Quelque parti qu'on prenne, dans quelque supposition que l'esprit humain se perde, il est possible, il est vraisemblable, il est même prouvé que plusieurs parties de la terre ont souffert de grandes révolutions. On prétend qu'une comète peut heurter notre globe en son chemin, et Trissotin, dans les Femmes savantes, n'a peut-être pas tort de dire
Je viens vous annoncer une grande nouvelle :
Nous l'avons, en dormant, madame, échappé belle ;
Un monde près de nous a passé tout du long,
Est chu tout au travers de notre tourbillon ;
Et s'il eût en chemin rencontré notre terre,
Elle eût été brisée en morceaux comme verre.
La théorie des comètes n'était pas encore connue lorsque la comédie des Femmes savantes fut jouée à la cour en 1672. Il est très certain que le concours de ces deux globes qui roulent dans l'espace avec tant de rapidité aurait des suites effroyables, mais d'une tout autre nature que l'acheminement insensible de l'océan à l'endroit où est aujourd'hui le mont Saint-Gothard, ou son départ de Brest et de Saint-Malo pour se retirer vers le pôle et vers le détroit de Hudson. Heureusement il se passera du temps avant que notre Europe soit fracassée par une comète, ou engloutie par l'océan (4).

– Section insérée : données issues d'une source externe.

//! Request matchers and mock handler builders for HTTP and GraphQL tests.
//!
//! Handlers declare *which* request they respond to (method and path, or
//! GraphQL operation, plus optional header, search-parameter, body and
//! variable matchers) and *what* to respond with. Matching is structural:
//! headers use case-insensitive containment, everything else uses strict deep
//! equality, and any dimension can use a predicate instead.
//!
//! # Example
//!
//! ```no_run
//! use mock_builders::{
//!     FactoryOptions, GraphQlHandlersFactory, HandlerList, HandlerOptions, MockRequest,
//! };
//! use serde_json::json;
//!
//! # async fn run() -> mock_builders::Result<()> {
//! let graphql = GraphQlHandlersFactory::new(FactoryOptions::new("https://api.example.org/graphql"))?;
//! let handlers = HandlerList::new().with(graphql.query(
//!     "hello",
//!     json!({"id": "user-123"}),
//!     json!({"data": {"hello": "world"}}),
//!     HandlerOptions::new(),
//! )?);
//!
//! let request = MockRequest::post("https://api.example.org/graphql")?.with_json(&json!({
//!     "query": "query hello($id: ID!) { hello(id: $id) }",
//!     "variables": {"id": "user-123"}
//! }));
//! let outcome = handlers.dispatch(&request).await?;
//! assert!(outcome.is_match());
//! # Ok(())
//! # }
//! ```

pub mod body;
pub mod config;
pub mod debug;
pub mod diff;
pub mod error;
pub mod graphql;
pub mod handler;
pub mod matcher;
pub mod pipeline;
pub mod request;
pub mod response;
pub mod rest;

pub use body::{extract_body_content, BodyEncoding, BodySource};
pub use config::{FactoryOptions, HandlerOptions, OnCalled, RequestHandlerOptions};
pub use debug::{debug_logger, ConsoleDebugLog, DebugLog, NullLogger};
pub use error::{BuilderError, Result};
pub use graphql::{
    GraphQlHandler, GraphQlHandlersFactory, OperationDocument, OperationKind, OperationName,
    ResultProvider,
};
pub use handler::{HandlerList, MatchOutcome, RequestHandler};
pub use matcher::{Dimension, MatchMode, Matcher, MatcherSet};
pub use request::MockRequest;
pub use response::{MockResponse, ResponseBuilder};
pub use rest::{ResolverInfo, Respond, RestHandler, RestHandlersFactory};
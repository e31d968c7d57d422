//! Package artifacts: zip archives carrying a `package.toml` manifest.

use std::io::{Cursor, Read, Write};

use gallery_core::ArtifactDigest;

use crate::error::{RegistryError, Result};
use crate::manifest::PackageManifest;

/// Archive entry holding the package manifest.
pub const MANIFEST_ENTRY: &str = "package.toml";

/// An uploaded artifact with its parsed manifest.
#[derive(Debug, Clone)]
pub struct PackageArtifact {
    pub manifest: PackageManifest,
    pub bytes: Vec<u8>,
    pub digest: ArtifactDigest,
}

impl PackageArtifact {
    /// Read an artifact stream to the end and parse it.
    pub fn read(mut reader: impl Read) -> Result<Self> {
        let mut bytes = Vec::new();
        reader
            .read_to_end(&mut bytes)
            .map_err(|e| malformed(format!("failed to read artifact stream: {e}")))?;
        Self::from_bytes(bytes)
    }

    /// Parse an in-memory artifact.
    pub fn from_bytes(bytes: Vec<u8>) -> Result<Self> {
        if bytes.is_empty() {
            return Err(malformed("artifact is empty".to_string()));
        }

        let manifest_text = {
            let mut archive = zip::ZipArchive::new(Cursor::new(bytes.as_slice()))
                .map_err(|e| malformed(format!("not a zip archive: {e}")))?;
            let mut entry = archive
                .by_name(MANIFEST_ENTRY)
                .map_err(|_| malformed(format!("archive has no {MANIFEST_ENTRY}")))?;
            let mut text = String::new();
            entry
                .read_to_string(&mut text)
                .map_err(|e| malformed(format!("unreadable {MANIFEST_ENTRY}: {e}")))?;
            text
        };

        let manifest = PackageManifest::parse(&manifest_text)?;
        let digest = ArtifactDigest::of(&bytes);
        Ok(PackageArtifact {
            manifest,
            bytes,
            digest,
        })
    }

    /// Contents of a named archive entry, if present.
    pub fn entry(&self, name: &str) -> Result<Option<Vec<u8>>> {
        let mut archive = zip::ZipArchive::new(Cursor::new(self.bytes.as_slice()))?;
        let mut file = match archive.by_name(name) {
            Ok(file) => file,
            Err(zip::result::ZipError::FileNotFound) => return Ok(None),
            Err(e) => return Err(e.into()),
        };
        let mut data = Vec::new();
        file.read_to_end(&mut data)?;
        Ok(Some(data))
    }
}

fn malformed(detail: String) -> RegistryError {
    RegistryError::MalformedArtifact { detail }
}

/// Build an artifact from a manifest and extra `(entry name, contents)` files.
pub fn pack(manifest: &PackageManifest, files: &[(&str, &[u8])]) -> Result<Vec<u8>> {
    let options = zip::write::SimpleFileOptions::default()
        .compression_method(zip::CompressionMethod::Deflated);
    let mut writer = zip::ZipWriter::new(Cursor::new(Vec::new()));

    writer.start_file(MANIFEST_ENTRY, options)?;
    writer.write_all(manifest.to_toml()?.as_bytes())?;

    for (name, data) in files {
        if *name == MANIFEST_ENTRY {
            continue;
        }
        writer.start_file(*name, options)?;
        writer.write_all(data)?;
    }

    Ok(writer.finish()?.into_inner())
}
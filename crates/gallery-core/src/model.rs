//! Registry domain model: registrations, packages, dependencies, principals.
//!
//! Package ids are case-insensitive everywhere. Records keep the casing they
//! were first published with; lookups go through [`normalize_id`].

use std::collections::BTreeSet;
use std::fmt;

use serde::{Deserialize, Serialize};
use uuid::Uuid;

use crate::error::{CoreError, Result};
use crate::integrity::ArtifactDigest;
use crate::version::{PackageVersion, VersionSpec};

/// Lookup key for a package id.
pub fn normalize_id(id: &str) -> String {
    id.trim().to_ascii_lowercase()
}

/// Case-insensitive id comparison.
pub fn ids_match(a: &str, b: &str) -> bool {
    a.trim().eq_ignore_ascii_case(b.trim())
}

/// Current time as unix seconds.
pub fn unix_now() -> u64 {
    std::time::SystemTime::now()
        .duration_since(std::time::UNIX_EPOCH)
        .map(|d| d.as_secs())
        .unwrap_or(0)
}

/// Listing state of a package. Deleting a package unlists it.
#[derive(Debug, Clone, Copy, PartialEq, Eq, Hash, Default, Serialize, Deserialize)]
#[serde(rename_all = "lowercase")]
pub enum PackageState {
    #[default]
    Listed,
    Unlisted,
}

impl fmt::Display for PackageState {
    fn fmt(&self, f: &mut fmt::Formatter<'_>) -> fmt::Result {
        match self {
            Self::Listed => write!(f, "listed"),
            Self::Unlisted => write!(f, "unlisted"),
        }
    }
}

/// A declared dependency of a package.
#[derive(Debug, Clone, PartialEq, Eq, Serialize, Deserialize)]
pub struct Dependency {
    /// Target package id.
    pub id: String,
    /// Range expression; `None` or blank accepts any version.
    #[serde(default, skip_serializing_if = "Option::is_none")]
    pub version_range: Option<String>,
}

impl Dependency {
    pub fn new(id: impl Into<String>, version_range: Option<String>) -> Self {
        Dependency {
            id: id.into(),
            version_range: version_range.filter(|r| !r.trim().is_empty()),
        }
    }

    /// Parsed range, or `None` when any version is accepted.
    pub fn spec(&self) -> Result<Option<VersionSpec>> {
        self.version_range
            .as_deref()
            .map(str::trim)
            .filter(|r| !r.is_empty())
            .map(VersionSpec::parse)
            .transpose()
    }

    /// Whether `version` satisfies this dependency's range.
    pub fn accepts(&self, version: &PackageVersion) -> Result<bool> {
        Ok(match self.spec()? {
            Some(spec) => spec.satisfies(version),
            None => true,
        })
    }
}

/// The identity-level record for a package id.
#[derive(Debug, Clone, PartialEq, Eq, Serialize, Deserialize)]
pub struct Registration {
    /// Id with the casing of its first publish.
    pub id: String,
    /// Usernames of owning principals.
    pub owners: BTreeSet<String>,
    /// Downloads across every package of this registration.
    #[serde(default)]
    pub download_count: u64,
}

impl Registration {
    pub fn new(id: impl Into<String>, owner: impl Into<String>) -> Self {
        Registration {
            id: id.into(),
            owners: BTreeSet::from([owner.into()]),
            download_count: 0,
        }
    }

    /// Whether `username` is in the owner set.
    pub fn is_owned_by(&self, username: &str) -> bool {
        self.owners.iter().any(|o| o.eq_ignore_ascii_case(username))
    }
}

/// One published version of a registration.
#[derive(Debug, Clone, PartialEq, Eq, Serialize, Deserialize)]
pub struct Package {
    pub id: String,
    pub version: PackageVersion,
    #[serde(default)]
    pub state: PackageState,
    #[serde(default)]
    pub is_latest: bool,
    #[serde(default)]
    pub is_latest_stable: bool,
    /// When set, the artifact lives at this URL and is not hosted locally.
    #[serde(default, skip_serializing_if = "Option::is_none")]
    pub external_url: Option<String>,
    #[serde(default)]
    pub dependencies: Vec<Dependency>,
    #[serde(default)]
    pub download_count: u64,
    pub digest: ArtifactDigest,
    #[serde(default, skip_serializing_if = "Option::is_none")]
    pub description: Option<String>,
    #[serde(default)]
    pub authors: Vec<String>,
    /// Publish time, unix seconds.
    pub published: u64,
}

impl Package {
    pub fn is_listed(&self) -> bool {
        self.state == PackageState::Listed
    }

    pub fn is_prerelease(&self) -> bool {
        self.version.is_prerelease()
    }

    /// The dependency entry targeting `id`, if declared.
    pub fn dependency_on(&self, id: &str) -> Option<&Dependency> {
        self.dependencies.iter().find(|d| ids_match(&d.id, id))
    }
}

/// An opaque API key. Keys are UUIDs in their hyphenated text form.
#[derive(Debug, Clone, Copy, PartialEq, Eq, Hash, PartialOrd, Ord, Serialize, Deserialize)]
#[serde(transparent)]
pub struct ApiKey(Uuid);

impl ApiKey {
    /// Parse a key token, rejecting anything that is not a UUID.
    pub fn parse(token: &str) -> Result<Self> {
        Uuid::parse_str(token.trim())
            .map(ApiKey)
            .map_err(|_| CoreError::InvalidApiKey {
                token: token.to_string(),
            })
    }

    /// Generate a fresh random key.
    pub fn generate() -> Self {
        ApiKey(Uuid::new_v4())
    }
}

impl fmt::Display for ApiKey {
    fn fmt(&self, f: &mut fmt::Formatter<'_>) -> fmt::Result {
        write!(f, "{}", self.0.hyphenated())
    }
}

/// An authenticated identity.
#[derive(Debug, Clone, PartialEq, Eq, Serialize, Deserialize)]
pub struct Principal {
    pub username: String,
    pub api_key: ApiKey,
}

/// One download of a package. Append-only.
#[derive(Debug, Clone, PartialEq, Eq, Serialize, Deserialize)]
pub struct DownloadEvent {
    pub id: String,
    pub version: PackageVersion,
    pub address: String,
    pub agent: String,
    /// Unix seconds.
    pub timestamp: u64,
}

#[cfg(test)]
mod tests {
    use super::*;

    fn package(deps: Vec<Dependency>) -> Package {
        Package {
            id: "Consumer".into(),
            version: PackageVersion::new(1, 0, 0),
            state: PackageState::Listed,
            is_latest: true,
            is_latest_stable: true,
            external_url: None,
            dependencies: deps,
            download_count: 0,
            digest: ArtifactDigest::of(b"zip"),
            description: None,
            authors: Vec::new(),
            published: 0,
        }
    }

    #[test]
    fn id_helpers_ignore_case() {
        assert_eq!(normalize_id(" Newtonsoft.Json "), "newtonsoft.json");
        assert!(ids_match("Foo.Bar", "foo.bar"));
        assert!(!ids_match("Foo.Bar", "Foo.Baz"));
    }

    #[test]
    fn blank_range_is_dropped() {
        let dep = Dependency::new("A", Some("  ".into()));
        assert_eq!(dep.version_range, None);
        assert!(dep.accepts(&PackageVersion::new(0, 0, 1)).unwrap());
    }

    #[test]
    fn dependency_range_checks_version() {
        let dep = Dependency::new("A", Some("[1.0.0, 2.0.0)".into()));
        assert!(dep.accepts(&PackageVersion::new(1, 5, 0)).unwrap());
        assert!(!dep.accepts(&PackageVersion::new(2, 0, 0)).unwrap());
    }

    #[test]
    fn malformed_dependency_range_errors() {
        let dep = Dependency::new("A", Some("[1.0".into()));
        assert!(dep.accepts(&PackageVersion::new(1, 0, 0)).is_err());
    }

    #[test]
    fn dependency_lookup_is_case_insensitive() {
        let pkg = package(vec![Dependency::new("Core.Lib", None)]);
        assert!(pkg.dependency_on("core.lib").is_some());
        assert!(pkg.dependency_on("core").is_none());
    }

    #[test]
    fn ownership_is_case_insensitive() {
        let reg = Registration::new("A", "Alice");
        assert!(reg.is_owned_by("alice"));
        assert!(!reg.is_owned_by("bob"));
    }

    #[test]
    fn api_key_parsing() {
        let key = ApiKey::generate();
        assert_eq!(ApiKey::parse(&key.to_string()).unwrap(), key);
        assert!(matches!(
            ApiKey::parse("not-a-key"),
            Err(CoreError::InvalidApiKey { .. })
        ));
        assert!(ApiKey::parse("").is_err());
    }

    #[test]
    fn package_state_serializes_lowercase() {
        assert_eq!(
            serde_json::to_string(&PackageState::Unlisted).unwrap(),
            "\"unlisted\""
        );
        assert_eq!(PackageState::default(), PackageState::Listed);
    }
}
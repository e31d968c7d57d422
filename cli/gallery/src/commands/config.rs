//! `gallery config`: print the effective configuration.

use anyhow::{Context, Result};
use gallery_registry::config::ConfigFile;
use gallery_registry::GalleryConfig;

pub fn show(config: &GalleryConfig) -> Result<()> {
    let file = ConfigFile {
        gallery: config.clone(),
    };
    let text = toml::to_string_pretty(&file).context("serializing configuration")?;
    print!("{text}");
    Ok(())
}
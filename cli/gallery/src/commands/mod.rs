//! CLI command implementations.

pub mod config;
pub mod fetch;
pub mod pack;
pub mod principal;
pub mod publish;
pub mod query;

use anyhow::{anyhow, Context, Result};
use gallery_registry::{ErrorReport, Gallery, GalleryConfig, RegistryError};
use serde::Serialize;

/// Open the gallery stored under `config.data_dir`.
pub fn open(config: &GalleryConfig) -> Result<Gallery> {
    tracing::debug!(data_dir = %config.data_dir.display(), "opening gallery");
    Gallery::open(config.clone())
        .with_context(|| format!("opening gallery at {}", config.data_dir.display()))
}

/// Turn a registry failure into a CLI error carrying its status.
///
/// The operator runs locally, so internal detail is always shown.
pub fn failure(gallery: &Gallery, err: RegistryError) -> anyhow::Error {
    render(gallery.report(&err, true))
}

/// Format an error report, with its detail when present.
pub fn render(report: ErrorReport) -> anyhow::Error {
    let status = format!("{} {}", report.status.code(), report.status);
    match report.detail {
        Some(detail) => anyhow!("{} [{status}]: {detail}", report.message),
        None => anyhow!("{} [{status}]", report.message),
    }
}

pub fn print_json<T: Serialize>(value: &T) -> Result<()> {
    println!("{}", serde_json::to_string_pretty(value)?);
    Ok(())
}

1 – Opinion de Buffon. (G.A.)
2 – La plupart des vallées qu'on a supposées avoir été formées par la mer sont évidemment l'ouvrage des torrents et des rivières qui y coulent ou qui y ont coulé autrefois ; car on observe sur les plateaux supérieurs aux vallées où coulent ces fleuves, les dépôts où l'on retrouve les mêmes cailloux roulés que ces rivières entraînent. (K.)
3 – Tome Ier, in-4°, de l'Histoire naturelle de Buffon.
4 – Dans les termes que Voltaire emploie, il est certain que le voyage des mers vers les montages est ridicule. Quant aux comètes, on les connaît mieux, et malgré leurs vitesses on ne craint guère le choc de masses aussi faibles. La seule éventualité serait la viciation de l'atmosphère. (Delavaut.)